I was so excited when I read the invitation for applications to the World Pulse Community Board. Imagine how exciting it would be to serve on such a platform and to give voice to the many issues that affect women's lives! After I submitted my application, I realized that the call is for a women of the global south to serve on the board, and unfortunately, I'm not from the global south. But here is what I wrote, and hopefully I'll be able to serve World Pulse in another area, at some point.


In the field of global health, there is a saying that in developing countries, a pregnant woman walks with ‘one foot in the grave’— a saying attributed to the unspeakably high maternal mortality rates in developing countries around the world. According to the World Health Organization, 99% of all maternal deaths occur in developing countries, where 85% of the population lives. Statistically, WHO estimates that there are 450 maternal deaths per 100,000 live births compared to 9 in developed countries. While the majority of these deaths are caused by complications such as postpartum bleeding, infections, and hypertension, other causes include inadequate access to prenatal and primary care, by communicable diseases and poor sanitation, inadequate nutrition and lack of clean drinking water.

But what most people do not realize is that in New York City—the epicenter of American financial institutions—a woman of color is highly likely to suffer the same fate. In 2008, New York City had 30 overall maternal deaths per 100,000. For African-American women, that figure is 79 per 100,000, a stark contrast to the national average of 13 per 100,000. In a country where infrastructure and access are less of an issue, and birthing services are ultimately guaranteed for any woman regardless of her ability to pay, how does one begin to explain such disparities?
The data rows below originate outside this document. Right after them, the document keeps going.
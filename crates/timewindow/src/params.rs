//! Request-parameter lookup and lenient conversions.
//!
//! Request handlers hand the extractors whatever map they decoded the query
//! string or body into; [`ParameterSource`] is the narrow lookup capability
//! the extractors need from it.

use std::borrow::Cow;
use std::collections::{BTreeMap, HashMap};
use std::hash::BuildHasher;

use serde_json::{Map, Value};
use tracing::warn;

use crate::error::{Result, TimeWindowError};

/// Longest string [`require_parameter_string`] accepts unless told otherwise.
pub const DEFAULT_MAXIMUM_LENGTH: usize = 3000;

/// A map of request parameters.
pub trait ParameterSource {
    /// The raw text stored under `key`, or `None` if the key is absent.
    fn lookup(&self, key: &str) -> Option<Cow<'_, str>>;
}

impl<S: BuildHasher> ParameterSource for HashMap<String, String, S> {
    fn lookup(&self, key: &str) -> Option<Cow<'_, str>> {
        self.get(key).map(|v| Cow::Borrowed(v.as_str()))
    }
}

impl ParameterSource for BTreeMap<String, String> {
    fn lookup(&self, key: &str) -> Option<Cow<'_, str>> {
        self.get(key).map(|v| Cow::Borrowed(v.as_str()))
    }
}

/// JSON strings are returned as-is; numbers and every other value as their JSON text.
impl ParameterSource for Map<String, Value> {
    fn lookup(&self, key: &str) -> Option<Cow<'_, str>> {
        self.get(key).map(value_text)
    }
}

/// Only JSON objects carry parameters; any other value has no keys.
impl ParameterSource for Value {
    fn lookup(&self, key: &str) -> Option<Cow<'_, str>> {
        self.as_object()?.lookup(key)
    }
}

impl<T: ParameterSource + ?Sized> ParameterSource for &T {
    fn lookup(&self, key: &str) -> Option<Cow<'_, str>> {
        (**self).lookup(key)
    }
}

fn value_text(value: &Value) -> Cow<'_, str> {
    match value {
        Value::String(s) => Cow::Borrowed(s.as_str()),
        other => Cow::Owned(other.to_string()),
    }
}

/// Fetch a trimmed string parameter, falling back to `default` when absent.
pub fn parameter_string<P>(source: &P, key: &str, default: &str) -> String
where
    P: ParameterSource + ?Sized,
{
    match source.lookup(key) {
        Some(value) => value.trim().to_string(),
        None => default.to_string(),
    }
}

/// Fetch a trimmed string parameter, failing if it is absent or longer than
/// `maximum_length` characters.
///
/// # Errors
///
/// [`TimeWindowError::MissingParameter`] if `key` is absent,
/// [`TimeWindowError::ParameterTooLong`] if the trimmed value is too long.
pub fn require_parameter_string<P>(source: &P, key: &str, maximum_length: usize) -> Result<String>
where
    P: ParameterSource + ?Sized,
{
    let value = source
        .lookup(key)
        .ok_or_else(|| TimeWindowError::MissingParameter(key.to_string()))?;
    let value = value.trim();
    let length = value.chars().count();
    if length > maximum_length {
        return Err(TimeWindowError::ParameterTooLong {
            key: key.to_string(),
            length,
            maximum: maximum_length,
        });
    }
    Ok(value.to_string())
}

/// Convert `value` to an integer, returning `default_upon_failure` on any problem.
///
/// This is the one conversion in the crate that swallows its error.
pub fn quiet_int(value: impl AsRef<str>, default_upon_failure: i64) -> i64 {
    let raw = value.as_ref();
    match raw.trim().parse::<i64>() {
        Ok(n) => n,
        Err(e) => {
            warn!(value = raw, error = %e, default = default_upon_failure, "quiet_int fallback");
            default_upon_failure
        }
    }
}

// ── Tests ───────────────────────────────────────────────────────────────────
As a Registered Nurse of over 18 years, I come to the World Pulse Community with a sincere desire to share my clinical knowledge and understanding of women’s health issues. Beyond reproductive health, my clinical background will allow me to speak confidently to the many other health conditions that negatively impact a woman’s life before she ever becomes pregnant, such as heart disease, anemia, kidney disease and diabetes. I am currently working towards my master’s degree in nursing as a Family Nurse Practitioner with a subspecialty in Community and Public Health. My educational preparation and research experience will also allow me to speak confidently to health disparities, how and why they exist and how we, as a world community, can work towards their elimination.

As a World Pulse board member, I would utilize my time to create and moderate a unique forum in which
World Pulse members could:

1) discuss and document their health experiences within their respective communities and countries

2) generate ideas about the ways in which we, as women, can begin to build sustainable models for
community based health centers, clinics, and health worker training programs

3) study and discuss successful health models that currently exist

4) build collaborations of women-led planning/focus groups that can help shape community health goals,
programs, and interventions

5) share culturally competent educational resources that would be housed in a “virtual library” here at World

Too often, the discussion on ending health disparities is limited to issues that relate only to money and access. We must all know by now that money alone cannot solve the world’s healthcare problems.
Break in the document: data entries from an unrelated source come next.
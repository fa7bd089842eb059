//! # timewindow
//!
//! Timezone-aware time windows for request handlers.
//!
//! Converts untrusted request input (free text, UNIX timestamps, calendar
//! dates) into validated, localized time ranges, and enumerates calendar
//! grids (month lists, month timeframes, day boundaries) consistently across
//! the local/UTC boundary. Everything is stateless: the process timezone is
//! injected once into a [`TimeWindow`] and only read afterwards.
//!
//! ## Modules
//!
//! - [`window`] — [`TimeWindow`], [`TimeRange`], localization, range extraction, calendar enumeration
//! - [`parser`] — Pluggable free-text date grammar
//! - [`params`] — Request-parameter lookup and the quiet integer conversion
//! - [`calendar`] — [`YearMonth`] values
//! - [`format`] — Human-readable instants with ordinal days
//! - [`config`] — Process settings (timezone, month-list epoch)
//! - [`color`] — Bootstrap contextual colours
//! - [`mail`] — Outbound mail assembly over a pluggable transport
//! - [`image`] — Image scaling geometry and upload naming over a pluggable resizer
//! - [`error`] — Error types

pub mod calendar;
pub mod color;
pub mod config;
pub mod error;
pub mod format;
pub mod image;
pub mod mail;
pub mod params;
pub mod parser;
pub mod window;

pub use calendar::YearMonth;
pub use color::{bootstrap_primary_color, BootstrapColor};
pub use config::{parse_timezone, Settings};
pub use error::{Result, TimeWindowError};
pub use format::{format_datetime, ordinal_suffix};
pub use image::{resize_image, scaled_dimensions, task_image_filename, ImageResizer};
pub use mail::{send_mail, Attachment, MailMessage, MailTransport};
pub use params::{parameter_string, quiet_int, require_parameter_string, ParameterSource};
pub use parser::{DateParser, PermissiveDateParser};
pub use window::{
    localize_in, localize_start_in, DayBoundary, SerializedRange, TimeRange, TimeWindow,
};
//! Human-readable rendering of instants.

use chrono::{DateTime, Datelike, TimeZone};
use chrono_tz::Tz;

/// English ordinal suffix for a day of the month: `1st`, `2nd`, `3rd`, `11th`, `21st`.
pub fn ordinal_suffix(day: u32) -> &'static str {
    if (4..=20).contains(&day) || (24..=30).contains(&day) {
        return "th";
    }
    match day % 10 {
        1 => "st",
        2 => "nd",
        3 => "rd",
        _ => "th",
    }
}

/// Render `instant` in `timezone` as `"Friday, March 1st, 2024 @ 2:05 PM"`.
///
/// The layout is fixed English, independent of locale.
pub fn format_datetime<T: TimeZone>(instant: &DateTime<T>, timezone: Tz) -> String {
    let local = instant.with_timezone(&timezone);
    let day = local.day();
    format!(
        "{}{}{}{}",
        local.format("%A, %B "),
        day,
        ordinal_suffix(day),
        local.format(", %Y @ %-I:%M %p")
    )
}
My belief is that women the world over suffer at the hands of culturally incompetent health care providers who do not understand that a woman is much more than her biology. She is the sum total of all her life experiences, that include her culture, ethnicity, heritage, language, spirituality and basic beliefs. Ending disparities will require that health professionals themselves become culturally competent – understanding and appreciating the differences between women—so that health care can become personal rather than institutional and transactional.
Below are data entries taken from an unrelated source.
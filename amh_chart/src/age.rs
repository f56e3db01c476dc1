use chrono::{Months, NaiveDate};
use serde::{Deserialize, Serialize};

use crate::ChartError;

pub const MIN_AGE: f64 = 0.0;
pub const MAX_AGE: f64 = 50.0;

/// The two mutually exclusive ways of entering a patient's age.
#[derive(Clone, Debug, Serialize, Deserialize, PartialEq)]
pub enum AgeInput {
    BirthDate(Option<NaiveDate>),
    Direct(String),
}

/// Resolve `input` to an age in years, validated against [0, 50].
pub fn resolve_age(input: &AgeInput, today: NaiveDate) -> Result<f64, ChartError> {
    match input {
        AgeInput::BirthDate(None) => Err(ChartError::MissingInput("birth date".into())),
        AgeInput::BirthDate(Some(birth)) => validate_age(elapsed_years(*birth, today)),
        AgeInput::Direct(raw) => {
            let raw = raw.trim();
            if raw.is_empty() {
                return Err(ChartError::MissingInput("age".into()));
            }
            let age: f64 = raw
                .parse()
                .map_err(|_| ChartError::InvalidAge(format!("'{}' is not a number", raw)))?;
            validate_age(age)
        }
    }
}

pub fn validate_age(age: f64) -> Result<f64, ChartError> {
    if !age.is_finite() || !(MIN_AGE..=MAX_AGE).contains(&age) {
        return Err(ChartError::InvalidAge(format!(
            "age must be between {} and {}, got {}",
            MIN_AGE, MAX_AGE, age
        )));
    }
    Ok(age)
}

/// Parse an ISO `YYYY-MM-DD` birth date field; blank means no date was entered.
pub fn parse_birth_date(raw: &str) -> Result<Option<NaiveDate>, ChartError> {
    let raw = raw.trim();
    if raw.is_empty() {
        return Ok(None);
    }
    NaiveDate::parse_from_str(raw, "%Y-%m-%d")
        .map(Some)
        .map_err(|e| ChartError::InvalidAge(format!("bad birth date '{}': {}", raw, e)))
}

/// Calendar years from `birth` to `today`, with the partial year as a fraction of
/// the current year of life. Negative when `birth` is after `today`.
pub fn elapsed_years(birth: NaiveDate, today: NaiveDate) -> f64 {
    if today < birth {
        return -elapsed_years(today, birth);
    }
    let whole = today.years_since(birth).unwrap_or(0);
    let anniversary = add_years(birth, whole);
    let next = add_years(birth, whole + 1);
    let span = (next - anniversary).num_days() as f64;
    let into = (today - anniversary).num_days() as f64;
    let frac = if span > 0.0 { into / span } else { 0.0 };
    whole as f64 + frac
}

// Feb 29 anniversaries clamp to Feb 28.
fn add_years(date: NaiveDate, years: u32) -> NaiveDate {
    date.checked_add_months(Months::new(years.saturating_mul(12)))
        .unwrap_or(NaiveDate::MAX)
}

#[cfg(test)]
mod tests {
    use super::*;

    fn date(y: i32, m: u32, d: u32) -> NaiveDate {
        NaiveDate::from_ymd_opt(y, m, d).unwrap()
    }

    #[test]
    fn test_direct_age() {
        let today = date(2024, 6, 1);
        assert_eq!(resolve_age(&AgeInput::Direct("32.5".into()), today).unwrap(), 32.5);
        assert_eq!(resolve_age(&AgeInput::Direct("0".into()), today).unwrap(), 0.0);
        assert_eq!(resolve_age(&AgeInput::Direct("50".into()), today).unwrap(), 50.0);
    }

    #[test]
    fn test_direct_age_errors() {
        let today = date(2024, 6, 1);
        let missing = resolve_age(&AgeInput::Direct("".into()), today).unwrap_err();
        assert!(matches!(missing, ChartError::MissingInput(_)));
        for raw in ["abc", "-0.001", "50.001", "NaN", "inf"] {
            let err = resolve_age(&AgeInput::Direct(raw.into()), today).unwrap_err();
            assert!(matches!(err, ChartError::InvalidAge(_)), "{}", raw);
        }
    }

    #[test]
    fn test_birth_date_age() {
        let birth = AgeInput::BirthDate(Some(date(1990, 3, 15)));
        let age = resolve_age(&birth, date(2024, 3, 15)).unwrap();
        assert_eq!(age, 34.0);
        let age = resolve_age(&birth, date(2024, 9, 14)).unwrap();
        assert!(age > 34.49 && age < 34.51, "{}", age);
    }

    #[test]
    fn test_birth_date_missing_or_too_old() {
        let today = date(2024, 6, 1);
        let err = resolve_age(&AgeInput::BirthDate(None), today).unwrap_err();
        assert!(matches!(err, ChartError::MissingInput(_)));
        let err = resolve_age(&AgeInput::BirthDate(Some(date(1960, 1, 1))), today).unwrap_err();
        assert!(matches!(err, ChartError::InvalidAge(_)));
    }

    #[test]
    fn test_leap_day_birthday() {
        let birth = date(2000, 2, 29);
        assert_eq!(elapsed_years(birth, date(2004, 2, 29)), 4.0);
        let age = elapsed_years(birth, date(2001, 3, 1));
        assert!(age > 1.0 && age < 1.01, "{}", age);
        assert!(elapsed_years(date(2025, 1, 1), date(2024, 1, 1)) < 0.0);
    }

    #[test]
    fn test_parse_birth_date() {
        assert_eq!(parse_birth_date(" ").unwrap(), None);
        assert_eq!(parse_birth_date("1988-11-02").unwrap(), Some(date(1988, 11, 2)));
        assert!(matches!(parse_birth_date("02/11/1988"), Err(ChartError::InvalidAge(_))));
    }
}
As a World Pulse board member, I would use my platform to educate other health professionals—particularly nurses—on the roles of ethnicity, heritage, culture and language in women’s health. I would seek to write, publish and speak on this topic as often as I can at the national, international and local levels whenever I am invited to do so. Unlike physicians, I believe that nurses are uniquely prepared to understand health from a holistic and humanistic perspective that extends far beyond science.

I am confident that my CV will reflect a unique combination of knowledge and “ground level, hands-on” community based work experience that World Pulse celebrates. I would be honored to become the “Voice of Women’s Health” at World Pulse.
(CV sent under separate cover)


JaniceW's picture

Health Forum

I am inspired by your vision and hope that you will still proceed with some of these ideas as we need more dialogue on women's health issues, whether they be on our doorstep or around the world. Women have so few platforms for their voices and few spaces to gather, but through PusleWire, we can connect to restore the global balance and support each other for real action and results. There is increasing awareness that investing in and educating women and girls is the fastest way to solve global problems, and key to empowering women is ensuring they have access to good healthcare.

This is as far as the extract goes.